だが、セディオンにはそれが無理をしているように感じられたし、実際のところその通りで。

自分を救ってくれた女性ひとの力になる覚悟はあったが、本人はそれをさせてくれそうも無い。

何も無かった・・・そう本人が振舞うのに、弱音を吐いてくれと自分から言い出せるほど青年は場数を踏んでは居なかったし、その人のことを知っているわけでもなかった。


結局は、頷いてその言葉どおりに動くしかないのだ。




エミは青年の物言いたげな視線に気づいていた。

気づいていたが、あえて無視していた。


今は自分を支えるのに精一杯で、他人のことを気にかけられる余裕がない。

悪い言い方をすれば、ほおって置いて欲しかった。

青年が心配してくれているのは分かっていたが、自分より遥かに年下の子に頼るつもりは毛頭無かった。


実は逆で、もし相談したいことがあったのなら悪かったが・・・。



──────もう一晩だけ待ってね。
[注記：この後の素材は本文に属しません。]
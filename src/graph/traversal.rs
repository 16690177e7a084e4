//! Graph traversal algorithms: cost-weighted DFS expansion, hop-bounded Dijkstra
//! and breadth-first directional walks.

use std::cmp::Ordering;
use std::collections::{BinaryHeap, HashMap, HashSet, VecDeque};

use serde::{Deserialize, Serialize};

use crate::types::{KgResult, Node, Relation, RelationKey};

use super::GraphStore;

/// Direction for graph traversal.
#[derive(Debug, Clone, Copy, PartialEq, Eq, Default, Serialize, Deserialize)]
#[serde(rename_all = "snake_case")]
pub enum TraversalDirection {
    /// Follow outgoing edges (from -> to).
    Forward,
    /// Follow incoming edges (to <- from).
    Backward,
    /// Follow edges in both directions.
    #[default]
    Both,
}

impl TraversalDirection {
    /// Parse a direction from a string name.
    pub fn from_name(name: &str) -> Option<Self> {
        match name.to_lowercase().as_str() {
            "forward" | "out" | "outgoing" => Some(Self::Forward),
            "backward" | "in" | "incoming" => Some(Self::Backward),
            "both" | "any" => Some(Self::Both),
            _ => None,
        }
    }
}

/// Edges leaving `name` in the given direction, paired with the node at the other end.
/// Outgoing edges come first, each group in insertion order.
pub fn neighbors(
    store: &dyn GraphStore,
    name: &str,
    direction: TraversalDirection,
) -> KgResult<Vec<(String, Relation)>> {
    let mut result = Vec::new();
    if direction != TraversalDirection::Backward {
        for edge in store.edges_from(name)? {
            result.push((edge.to.clone(), edge));
        }
    }
    if direction != TraversalDirection::Forward {
        for edge in store.edges_to(name)? {
            result.push((edge.from.clone(), edge));
        }
    }
    Ok(result)
}

/// Bounds for a weighted expansion.
#[derive(Debug, Clone, Copy)]
pub struct ExpansionLimits {
    /// Maximum hops from a seed.
    pub max_depth: u32,
    /// Edges lighter than this are never followed.
    pub min_weight: f32,
    /// Maximum number of result nodes.
    pub max_results: usize,
}

/// Outcome of a weighted expansion.
#[derive(Debug, Default)]
pub struct WeightedTraversal {
    /// Result nodes in visit order, seeds first.
    pub nodes: Vec<Node>,
    /// Edges examined during expansion whose endpoints are both result nodes.
    pub edges: Vec<Relation>,
    /// Hops from the seed each result node was reached at.
    pub depths: HashMap<String, u32>,
    /// Accumulated `1/weight` cost each result node was reached with.
    pub costs: HashMap<String, f32>,
}

/// Depth-first, cost-ordered expansion from a set of seed nodes.
///
/// Each node is visited at most once across all seeds. Among a node's
/// neighbours the cheapest edge (`1/weight`) is explored first; equal costs
/// keep edge insertion order. `include` decides which visited nodes enter the
/// result; excluded nodes are still expanded through. Seeds are always part
/// of the result.
pub fn weighted_dfs(
    store: &dyn GraphStore,
    seeds: &[Node],
    direction: TraversalDirection,
    limits: ExpansionLimits,
    edge_filter: &dyn Fn(&Relation) -> bool,
    include: &dyn Fn(&Node) -> bool,
) -> KgResult<WeightedTraversal> {
    let mut out = WeightedTraversal::default();
    let mut visited: HashSet<String> = HashSet::new();
    let mut examined: Vec<Relation> = Vec::new();
    let mut examined_keys: HashSet<RelationKey> = HashSet::new();

    for seed in seeds {
        if out.nodes.len() >= limits.max_results {
            break;
        }
        if visited.insert(seed.name.clone()) {
            out.depths.insert(seed.name.clone(), 0);
            out.costs.insert(seed.name.clone(), 0.0);
            out.nodes.push(seed.clone());
        }
    }

    // (name, depth, cost, already visited)
    let mut stack: Vec<(String, u32, f32, bool)> = out
        .nodes
        .iter()
        .rev()
        .map(|n| (n.name.clone(), 0, 0.0, true))
        .collect();

    'walk: while let Some((name, depth, cost, seen)) = stack.pop() {
        if !seen {
            if !visited.insert(name.clone()) {
                continue;
            }
            let Some(node) = store.get_node(&name)? else {
                continue;
            };
            if include(&node) {
                if out.nodes.len() >= limits.max_results {
                    break 'walk;
                }
                out.depths.insert(name.clone(), depth);
                out.costs.insert(name.clone(), cost);
                out.nodes.push(node);
                if out.nodes.len() >= limits.max_results {
                    break 'walk;
                }
            }
        }

        if depth >= limits.max_depth {
            continue;
        }

        let mut candidates: Vec<(String, f32)> = Vec::new();
        for (neighbor, edge) in neighbors(store, &name, direction)? {
            if !edge_filter(&edge) || edge.weight() < limits.min_weight {
                continue;
            }
            let Some(edge_cost) = edge.cost() else {
                continue;
            };
            if examined_keys.insert(edge.key()) {
                examined.push(edge);
            }
            if !visited.contains(&neighbor) {
                candidates.push((neighbor, edge_cost));
            }
        }

        // Stable: equal costs keep discovery order.
        candidates.sort_by(|a, b| a.1.partial_cmp(&b.1).unwrap_or(Ordering::Equal));
        for (neighbor, edge_cost) in candidates.into_iter().rev() {
            stack.push((neighbor, depth + 1, cost + edge_cost, false));
        }
    }

    let in_result: HashSet<&str> = out.nodes.iter().map(|n| n.name.as_str()).collect();
    out.edges = examined
        .into_iter()
        .filter(|e| in_result.contains(e.from.as_str()) && in_result.contains(e.to.as_str()))
        .collect();
    Ok(out)
}

/// A cheapest path found by [`dijkstra`].
#[derive(Debug, Clone)]
pub struct PathOutcome {
    /// Node names from start to goal.
    pub nodes: Vec<String>,
    /// The edges along the path, in order.
    pub edges: Vec<Relation>,
    /// Sum of `1/weight` over the path.
    pub cost: f32,
}

struct Label {
    node: String,
    cost: f32,
    hops: u32,
    parent: Option<usize>,
    via: Option<Relation>,
}

/// Heap entry; ordering is reversed so BinaryHeap (max-heap) becomes a min-heap.
struct QueueEntry {
    cost: f32,
    seq: u64,
    label: usize,
}

impl PartialEq for QueueEntry {
    fn eq(&self, other: &Self) -> bool {
        self.cmp(other) == Ordering::Equal
    }
}

impl Eq for QueueEntry {}

impl PartialOrd for QueueEntry {
    fn partial_cmp(&self, other: &Self) -> Option<Ordering> {
        Some(self.cmp(other))
    }
}

impl Ord for QueueEntry {
    fn cmp(&self, other: &Self) -> Ordering {
        other
            .cost
            .partial_cmp(&self.cost)
            .unwrap_or(Ordering::Equal)
            .then_with(|| other.seq.cmp(&self.seq))
    }
}

/// Cheapest path from `start` to `goal` using at most `max_hops` edges.
///
/// Edge cost is `1/weight`. `admit` decides which nodes may appear on the
/// path (endpoints included); rejected nodes are never relaxed, so the search
/// continues through alternatives. A label is only expanded when it reaches
/// its node with fewer hops than any cheaper label did before it.
pub fn dijkstra(
    store: &dyn GraphStore,
    start: &str,
    goal: &str,
    max_hops: u32,
    direction: TraversalDirection,
    edge_filter: &dyn Fn(&Relation) -> bool,
    admit: &dyn Fn(&Node) -> bool,
) -> KgResult<Option<PathOutcome>> {
    let mut admitted: HashMap<String, bool> = HashMap::new();
    let mut is_admitted = |name: &str| -> KgResult<bool> {
        if let Some(&ok) = admitted.get(name) {
            return Ok(ok);
        }
        let ok = store.get_node(name)?.map(|n| admit(&n)).unwrap_or(false);
        admitted.insert(name.to_string(), ok);
        Ok(ok)
    };

    if !is_admitted(start)? || !is_admitted(goal)? {
        return Ok(None);
    }

    let mut labels: Vec<Label> = vec![Label {
        node: start.to_string(),
        cost: 0.0,
        hops: 0,
        parent: None,
        via: None,
    }];
    let mut heap = BinaryHeap::new();
    let mut seq = 0u64;
    heap.push(QueueEntry {
        cost: 0.0,
        seq,
        label: 0,
    });
    let mut best_hops: HashMap<String, u32> = HashMap::new();

    while let Some(entry) = heap.pop() {
        let idx = entry.label;
        let (node, cost, hops) = {
            let label = &labels[idx];
            (label.node.clone(), label.cost, label.hops)
        };

        if node == goal {
            return Ok(Some(reconstruct(&labels, idx)));
        }
        if best_hops.get(&node).is_some_and(|&h| hops >= h) {
            continue;
        }
        best_hops.insert(node.clone(), hops);
        if hops >= max_hops {
            continue;
        }

        for (neighbor, edge) in neighbors(store, &node, direction)? {
            if !edge_filter(&edge) {
                continue;
            }
            let Some(edge_cost) = edge.cost() else {
                continue;
            };
            if best_hops.get(&neighbor).is_some_and(|&h| hops + 1 >= h) {
                continue;
            }
            if !is_admitted(&neighbor)? {
                continue;
            }
            seq += 1;
            labels.push(Label {
                node: neighbor,
                cost: cost + edge_cost,
                hops: hops + 1,
                parent: Some(idx),
                via: Some(edge),
            });
            heap.push(QueueEntry {
                cost: cost + edge_cost,
                seq,
                label: labels.len() - 1,
            });
        }
    }

    Ok(None)
}

fn reconstruct(labels: &[Label], goal_idx: usize) -> PathOutcome {
    let mut nodes = Vec::new();
    let mut edges = Vec::new();
    let mut cursor = Some(goal_idx);
    while let Some(idx) = cursor {
        let label = &labels[idx];
        nodes.push(label.node.clone());
        if let Some(edge) = &label.via {
            edges.push(edge.clone());
        }
        cursor = label.parent;
    }
    nodes.reverse();
    edges.reverse();
    PathOutcome {
        nodes,
        edges,
        cost: labels[goal_idx].cost,
    }
}

/// Breadth-first walk from `start` where `step` picks, for each node, the
/// edges to follow and the node each leads to. Returns visited nodes (start
/// excluded) with their hop distance, in discovery order, plus the edges used.
pub fn bfs_walk(
    store: &dyn GraphStore,
    start: &str,
    max_candidates: usize,
    step: &dyn Fn(&dyn GraphStore, &str) -> KgResult<Vec<(String, Relation)>>,
) -> KgResult<(Vec<(String, u32)>, Vec<Relation>)> {
    let mut visited: HashSet<String> = HashSet::new();
    let mut order: Vec<(String, u32)> = Vec::new();
    let mut edges: Vec<Relation> = Vec::new();
    let mut queue: VecDeque<(String, u32)> = VecDeque::new();

    visited.insert(start.to_string());
    queue.push_back((start.to_string(), 0));

    while let Some((current, depth)) = queue.pop_front() {
        if order.len() >= max_candidates {
            break;
        }
        for (next, edge) in step(store, &current)? {
            if order.len() >= max_candidates {
                break;
            }
            if !visited.insert(next.clone()) {
                continue;
            }
            order.push((next.clone(), depth + 1));
            edges.push(edge);
            queue.push_back((next, depth + 1));
        }
    }

    Ok((order, edges))
}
そしたらもっと上手く振舞えるから。


まだ新しい心の中の出来事も、もう一度眠りという癒しがあれば、非日常という忙しさに流され、頭の片隅に押し込んでしまえるだろうから。



頬の傷も髪に隠れて見えない耳朶の傷も、今は乾いて血も滲まない。

きっとこのまま時が過ぎれば、何事も無かったかのように消えてしまうだろう。


今、自分が辛いのは誰かのせいでもない、しいて言えば自分の弱さのせいで、周囲に気を使って欲しくなかったし、これ以上の足手まといにはなりたくも無く、またなる気も無かった。



これからも行軍は続く。


確かな一歩を踏み出すために、自分の弱さを露呈するわけには行かない。

そして、自分にはそれだけの強さがある。



このときの彼女はそう思っていた。





なかなか状況が進みませんが、説明文に主人公の生きる話と銘打ってますので、ご了承ください。